Il fondo statunitense aveva aiutato l’Inter lo scorso maggio 2021 con un finanziamento da 275 milioni di euro
Grazie alle cessioni dolorosissime di Romelu Lukaku e di Achraf Hakimi della scorsa estate, l’Inter è riuscita a venir fuori da un momento finanziario delicatissimo. Ad un certo punto della scorsa stagione, infatti, Suning aveva addirittura sfiorato l’idea di cedere il club per il bene dell’intero ambiente.
Dopo aver sondato il terreno con diversi gruppi, alla fine la famiglia Zhang non era riuscita a trovare proposte soddisfacenti rispetto alla valutazione che faceva del club, optando così per la ricerca di nuovi partner coi quali tentare di superare un momento di grave difficoltà. E proprio grazie al finanziamento da 275 milioni di euro per opera del gruppo Oaktree, l’Inter è riuscita a rispettare tutti gli impegni economici della passata stagione e poter riprogrammare un futuro con Suning ancora al timone. Dei possibili risvolti societari nerazzurri, ha parlato Alejandro Cano in qualità di managing director per Oaktree Global Opportunities, nell’ambito del Business of Football Summit del ‘Financial Times’ di questo pomeriggio.
Come ci si poteva aspettare, Cano ha dovuto per prima cosa rispondere a domande dirette che riguardano il coinvolgimento economico di Oaktree nel mondo Inter: “Abbiamo cercato situazioni in cui possiamo dare valore e dare soluzioni tagliate su misura per la controparte. L’Inter è una società top per seguaci nel mondo, era l’opportunità per avere un ruolo e supportare un club e lo abbiamo fatto”.
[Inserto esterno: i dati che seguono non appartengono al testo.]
//! Untyped slot storage for the tessera dynamic array.
//!
//! A [`RawBuffer<T>`] owns one block of uninitialized memory sized for a
//! fixed number of `T` slots. It allocates and releases that block and
//! nothing else: it never constructs, drops, or reads an element. Element
//! lifetimes are the business of the container built on top of it.
//!
//! # Ownership
//!
//! A buffer is never cloned. Ownership moves between buffers by exchange
//! ([`RawBuffer::swap`], [`RawBuffer::take`]), so any chain of transfers
//! leaves exactly one owner per block.
//!
//! # Safety
//!
//! `unsafe` is confined to the `buffer` module. Every block it hands out
//! was produced by the global allocator with the layout it is released
//! with.

#![deny(missing_docs)]
#![deny(rustdoc::broken_intra_doc_links)]
#![deny(unsafe_code)]

pub mod buffer;
pub mod error;

pub use buffer::RawBuffer;
pub use error::{handle_alloc_failure, AllocError};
Il punto che più farà discutere, però, riguarda le intenzioni future del gruppo statunitense rispetto alle possibilità di prendere il controllo del club interista: “Quante possibilità ci son diventiate proprietari dell’Inter? Non è il nostro piano, vogliamo lavorare come ottimi partner e offrire supporto, ma chi lo sa”.
Inter che insieme al Milan sta progettando di costruire un nuovo stadio, impianto di cui secondo Oaktree club di questo calibro non possono fare a meno: “Credo che il calcio in generale si debba adattare, dal punto di vista digitale ad esempio ma anche dando una esperienza molto positiva dentro lo stadio. È qualcosa che ha un valore per un team come l’Inter, un club che merita uno stadio del 21esimo secolo. Il mondo sta cambiando e il calcio non può perdere questo treno”.